After several unsuccessful attempts, Sandy finally obtained parole in December of 2007
at the age of thirty-six; she’d served twenty-one years,
more than half of her life—the entirety
of her adult life— in prison; according to KLAS-TV at the time of her parole she was the fourth-longest serving
female inmate in the Nevada corrections system. Although she was briefly returned to prison after failing a drug test in 2012,
Sandy was soon released back into in the Glitter Gulch’s neon-tinged wonderland;
she reportedly works as a receptionist for a local plumbing company where she is described by coworkers as “a highly valuable employee.”
I, for one, am rooting for Sandy Shaw’s successful reintegration into society; there’s no question in my mind that surviving the Egyed massacre had to have been
a transformative event—the evidence of that ghastly evening could not be scrubbed from her psyche
as swiftly as the brain matter was scrubbed from her bloodstained clothes.
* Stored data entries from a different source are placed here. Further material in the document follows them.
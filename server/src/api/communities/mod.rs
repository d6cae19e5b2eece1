//! Community API 模块

mod handler;

use axum::{Router, routing::get, routing::post, routing::put};

use crate::core::ServerState;

pub fn router() -> Router<ServerState> {
    Router::new().nest("/api/communities", routes())
}

fn routes() -> Router<ServerState> {
    Router::new()
        .route("/", get(handler::list).post(handler::create))
        .route("/{id}", get(handler::get_by_id))
        .route("/{id}/members", post(handler::join))
        .route(
            "/{id}/members/{user_id}",
            put(handler::update_member_role).delete(handler::remove_member),
        )
        .route("/{id}/image", post(handler::upload_image))
        .route("/{id}/posts", get(handler::list_posts).post(handler::create_post))
}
Add a fugitive aspiring-pornographer
with a taste for jailbait,
sprinkle with two violence-prone teenaged boys, garnish with a stolen gun—and Sandy’s role in Thiede’s murder becomes,
if not understandable, at least forgivable.
Of course, I could be completely deluded; maybe Sandy is,
as many message board denizens insist, a virulent psychopath whose Machiavellian manipulations will undoubtedly
culminate in yet another blood-bespattered corpse. Only time will tell
whether her release is a triumph of successful rehabilitation or another example of the selective justice meted out to the genetically blessed.
Lady Luck may be the patron saint of Las Vegas,
but Lady Justice dwells in Sin City as well—and sometimes in her quest for righteousness even Lady Justice is required to put down her scales and roll the dice.